[Collected data entries]
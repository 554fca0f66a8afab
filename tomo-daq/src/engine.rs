//! The acquisition engine of one tomography channel
//!
//! The engine owns a persistent worker thread (see
//! `threads::worker`). The caller side stores
//! configuration, sends run commands and collects
//! results. Only the worker touches the hardware while
//! a run is active.
//!
//! Communication:
//! * commands  : bounded(1) channel, number of cycles
//! * results   : unbounded channel of `CycleBatch`
//! * errors    : unbounded channel of `AcquisitionError`
//! * stop flag : AtomicBool, observed by the worker
//!               between all blocking steps. Cleared
//!               again once the worker is done
//! * stop count: counts stop requests, so a running
//!               `poll` notices one
//! * done      : flag + condition variable, set by the
//!               worker when a run has finished
//!
//! The `ChannelState` is only ever written by the
//! worker.

use std::fmt;
use std::sync::{
    Arc,
    Condvar,
    Mutex,
    MutexGuard,
};
use std::sync::atomic::{
    AtomicBool,
    AtomicU64,
    Ordering,
};
use std::thread;
use std::thread::JoinHandle;
use std::time::{
    Duration,
    Instant,
};

use crossbeam_channel::{
    bounded,
    unbounded,
    Receiver,
    RecvTimeoutError,
    Sender,
};
use serde::Serialize;

use tomo_lib::settings::EngineSettings;

use crate::buffers::CycleBuffers;
use crate::control::TimingRegisters;
use crate::decode::{
    Decoder,
    Record,
};
use crate::dma::DmaSet;
use crate::errors::{
    AcquisitionError,
    ConfigurationError,
};
use crate::memory::RegisterDevice;
use crate::registers::TomoReg;
use crate::registry::ChannelConfig;
use crate::threads::acquisition_worker;
use crate::threads::worker::WorkerContext;

#[derive(Debug, Copy, Clone, PartialEq, Eq, Serialize)]
pub enum ChannelState {
  Idle,
  Running,
  Stopping,
  /// the last run failed
  Error,
}

impl fmt::Display for ChannelState {
  fn fmt(&self, f: &mut fmt::Formatter) -> fmt::Result {
    let repr = match self {
      ChannelState::Idle     => "Idle",
      ChannelState::Running  => "Running",
      ChannelState::Stopping => "Stopping",
      ChannelState::Error    => "Error",
    };
    write!(f, "{}", repr)
  }
}

/// Everything decoded from one cycle
#[derive(Debug, Clone, PartialEq, Serialize)]
pub struct CycleBatch {
  /// 0-based index within the run
  pub cycle           : u32,
  /// triggers the cycle was configured for
  pub target_triggers : u32,
  /// tagged events reported by the block
  pub tag_count       : u32,
  /// waveform samples reported by the block
  pub data_count      : u32,
  pub records         : Vec<Record>,
}

impl fmt::Display for CycleBatch {
  fn fmt(&self, f: &mut fmt::Formatter) -> fmt::Result {
    write!(f, "<CycleBatch {}: {}/{} events, {} samples>",
           self.cycle, self.tag_count, self.target_triggers, self.data_count)
  }
}

pub(crate) struct RunStatus {
  pub state : ChannelState,
  /// no run in progress
  pub done  : bool,
}

/// State shared between the engine and its worker
pub(crate) struct Shared {
  pub stop       : AtomicBool,
  pub stop_count : AtomicU64,
  pub status  : Mutex<RunStatus>,
  pub done_cv : Condvar,
  pub timing  : Mutex<TimingRegisters>,
}

/// A poisoned lock only means a panic happened while
/// holding it. The data is plain values, so go on.
pub(crate) fn lock<T>(mutex : &Mutex<T>) -> MutexGuard<'_, T> {
  match mutex.lock() {
    Ok(guard)     => guard,
    Err(poisoned) => poisoned.into_inner(),
  }
}

/// Time between checks for a vanished worker
/// while waiting for a run to end
const DONE_CHECK : Duration = Duration::from_millis(50);

/// Longest a `poll` waits before looking for
/// stop requests again
const STOP_CHECK : Duration = Duration::from_millis(20);

pub struct AcquisitionEngine {
  config  : ChannelConfig,
  tomo    : RegisterDevice<TomoReg>,
  shared  : Arc<Shared>,
  cmd_tx  : Option<Sender<u32>>,
  data_rx : Receiver<CycleBatch>,
  err_rx  : Receiver<AcquisitionError>,
  worker  : Option<JoinHandle<()>>,
}

impl AcquisitionEngine {

  /// Set up the channel and start its worker
  pub fn new(config   : ChannelConfig,
             tomo     : RegisterDevice<TomoReg>,
             dmas     : DmaSet,
             buffers  : CycleBuffers,
             settings : &EngineSettings)
    -> Result<Self, AcquisitionError> {
    let timing = TimingRegisters::new(config.dac.f_fabric, settings.trigger_limit);
    let shared = Arc::new(Shared {
      stop       : AtomicBool::new(false),
      stop_count : AtomicU64::new(0),
      status     : Mutex::new(RunStatus { state : ChannelState::Idle, done : true }),
      done_cv    : Condvar::new(),
      timing     : Mutex::new(timing),
    });
    let (cmd_tx, cmd_rx)   = bounded::<u32>(1);
    let (data_tx, data_rx) = unbounded::<CycleBatch>();
    let (err_tx, err_rx)   = unbounded::<AcquisitionError>();
    let ctx = WorkerContext {
      name          : config.name.clone(),
      tomo          : tomo.clone(),
      dmas,
      buffers,
      decoder       : Decoder::new(config.adc.fs, config.interpolation, settings.snippet_len),
      interpolation : config.interpolation,
      poll_interval : Duration::from_micros(settings.poll_interval_us),
      shared        : shared.clone(),
      data_tx,
      err_tx,
    };
    let worker = thread::Builder::new()
      .name(format!("tomo-{}", config.name))
      .spawn(move || acquisition_worker(cmd_rx, ctx));
    let worker = match worker {
      Err(err) => {
        error!("Unable to spawn worker for {}! {}", config.name, err);
        return Err(AcquisitionError::WorkerGone);
      }
      Ok(handle) => handle
    };
    info!("Acquisition engine for {} ({}) ready", config.name, config.fullpath);
    Ok(Self {
      config,
      tomo,
      shared,
      cmd_tx  : Some(cmd_tx),
      data_rx,
      err_rx,
      worker  : Some(worker),
    })
  }

  pub fn name(&self) -> &str {
    &self.config.name
  }

  pub fn config(&self) -> &ChannelConfig {
    &self.config
  }

  /// The register values the next run will use
  pub fn timing(&self) -> TimingRegisters {
    *lock(&self.shared.timing)
  }

  /// Set up the ramp for the next run. The hardware
  /// is not touched.
  pub fn configure(&self,
                   rise_time_ms    : f64,
                   fall_time_ms    : f64,
                   max_scale       : f64,
                   trigger_rate_hz : f64)
    -> Result<(), ConfigurationError> {
    lock(&self.shared.timing).set_waveform(rise_time_ms, fall_time_ms, max_scale, trigger_rate_hz)
  }

  pub fn set_ttl(&self, ttl_bit : u8, rise_ms : f64, fall_ms : f64) -> Result<(), ConfigurationError> {
    lock(&self.shared.timing).set_ttl(ttl_bit, rise_ms, fall_ms)
  }

  pub fn set_threshold(&self, threshold : f64) -> Result<(), ConfigurationError> {
    lock(&self.shared.timing).set_threshold(threshold)
  }

  pub fn state(&self) -> ChannelState {
    lock(&self.shared.status).state
  }

  /// A run was started and the worker is not done
  /// with it yet
  pub fn is_active(&self) -> bool {
    !lock(&self.shared.status).done
  }

  /// Error flag and cycle counter as reported
  /// by the block
  pub fn hardware_state(&self) -> (bool, u32) {
    let state = self.tomo.read(TomoReg::RxState);
    ((state >> 4) != 0, state & TomoReg::COUNTER_MASK)
  }

  /// Name and current value of every register
  /// of the block
  pub fn register_dump(&self) -> Vec<(&'static str, u32)> {
    self.tomo.dump()
  }

  fn request_stop(&self) {
    self.shared.stop.store(true, Ordering::SeqCst);
    self.shared.stop_count.fetch_add(1, Ordering::SeqCst);
  }

  /// Block until the worker has finished its run
  fn wait_done<'a>(&'a self, mut status : MutexGuard<'a, RunStatus>)
    -> Result<MutexGuard<'a, RunStatus>, AcquisitionError> {
    while !status.done {
      let worker_alive = self.worker.as_ref().map(|w| !w.is_finished()).unwrap_or(false);
      if !worker_alive {
        error!("Worker of {} vanished!", self.config.name);
        return Err(AcquisitionError::WorkerGone);
      }
      status = match self.shared.done_cv.wait_timeout(status, DONE_CHECK) {
        Ok((guard, _))  => guard,
        Err(poisoned)   => poisoned.into_inner().0,
      };
    }
    Ok(status)
  }

  /// Run `cycle_count` cycles. A run in progress is
  /// stopped first. Results and errors of earlier runs
  /// which have not been polled are thrown away.
  pub fn start(&self, cycle_count : u32) -> Result<(), AcquisitionError> {
    if cycle_count == 0 {
      return Err(AcquisitionError::InvalidCycleCount);
    }
    let cmd_tx = self.cmd_tx.as_ref().ok_or(AcquisitionError::WorkerGone)?;
    let mut status = lock(&self.shared.status);
    if !status.done {
      info!("{} is still running, stopping it first", self.config.name);
      self.request_stop();
      status = self.wait_done(status)?;
    }
    self.shared.stop.store(false, Ordering::SeqCst);
    let mut n_stale = 0usize;
    while self.data_rx.try_recv().is_ok() {
      n_stale += 1;
    }
    if n_stale > 0 {
      debug!("Discarded {} stale batches of {}", n_stale, self.config.name);
    }
    while let Ok(err) = self.err_rx.try_recv() {
      warn!("Discarding stale error of {}! {}", self.config.name, err);
    }
    status.done = false;
    drop(status);
    if cmd_tx.send(cycle_count).is_err() {
      lock(&self.shared.status).done = true;
      return Err(AcquisitionError::WorkerGone);
    }
    Ok(())
  }

  /// End the current run (if any) and wait until
  /// the worker is done with it. Batches of cycles
  /// which finished before stay available to `poll`.
  pub fn stop(&self) -> Result<(), AcquisitionError> {
    let status = lock(&self.shared.status);
    if status.done {
      return Ok(());
    }
    self.request_stop();
    let status = self.wait_done(status)?;
    self.shared.stop.store(false, Ordering::SeqCst);
    drop(status);
    info!("Stopped {}", self.config.name);
    Ok(())
  }

  /// Collect results
  ///
  /// A queued error is returned instead of any data.
  /// Otherwise batches are collected until no batch
  /// arrives within `per_item_timeout`, `total_time`
  /// has passed (None = no limit) or a stop is
  /// requested while polling. Running out of time is
  /// not an error, the result is just shorter.
  pub fn poll(&self, total_time : Option<Duration>, per_item_timeout : Duration)
    -> Result<Vec<CycleBatch>, AcquisitionError> {
    let stops_seen    = self.shared.stop_count.load(Ordering::SeqCst);
    let deadline      = total_time.map(|t| Instant::now() + t);
    let mut item_due  = Instant::now() + per_item_timeout;
    let mut batches   = Vec::<CycleBatch>::new();
    loop {
      if let Ok(err) = self.err_rx.try_recv() {
        return Err(err);
      }
      // queued batches stay for the next poll
      if self.shared.stop_count.load(Ordering::SeqCst) != stops_seen {
        debug!("Stop requested for {}, ending poll", self.config.name);
        break;
      }
      let until = match deadline {
        None           => item_due,
        Some(deadline) => {
          if Instant::now() >= deadline {
            break;
          }
          item_due.min(deadline)
        }
      };
      let wait = until.saturating_duration_since(Instant::now()).min(STOP_CHECK);
      match self.data_rx.recv_timeout(wait) {
        Ok(batch) => {
          batches.push(batch);
          item_due = Instant::now() + per_item_timeout;
        }
        Err(RecvTimeoutError::Timeout) => {
          if Instant::now() >= until {
            break;
          }
        }
        Err(RecvTimeoutError::Disconnected) => {
          if batches.is_empty() {
            return Err(AcquisitionError::WorkerGone);
          }
          break;
        }
      }
    }
    Ok(batches)
  }
}

impl Drop for AcquisitionEngine {
  fn drop(&mut self) {
    self.shared.stop.store(true, Ordering::SeqCst);
    // closing the command channel ends the worker
    self.cmd_tx.take();
    if let Some(worker) = self.worker.take() {
      match worker.join() {
        Err(_) => error!("Worker of {} panicked!", self.config.name),
        Ok(_)  => debug!("Worker of {} joined", self.config.name)
      }
    }
  }
}

impl fmt::Display for AcquisitionEngine {
  fn fmt(&self, f: &mut fmt::Formatter) -> fmt::Result {
    let mut repr = format!("<AcquisitionEngine {}:", self.config.name);
    repr += &(format!("\n  block  : {}", self.config.fullpath));
    repr += &(format!("\n  state  : {}", self.state()));
    repr += &(format!("\n  timing : {}", self.timing()));
    repr += ">";
    write!(f, "{}", repr)
  }
}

> [About this task]: What lines in the data above contain the word "PartialEq"? Copy them all.

> [Final answer]:
#[derive(Debug, Copy, Clone, PartialEq, Eq, Serialize)]
#[derive(Debug, Clone, PartialEq, Serialize)]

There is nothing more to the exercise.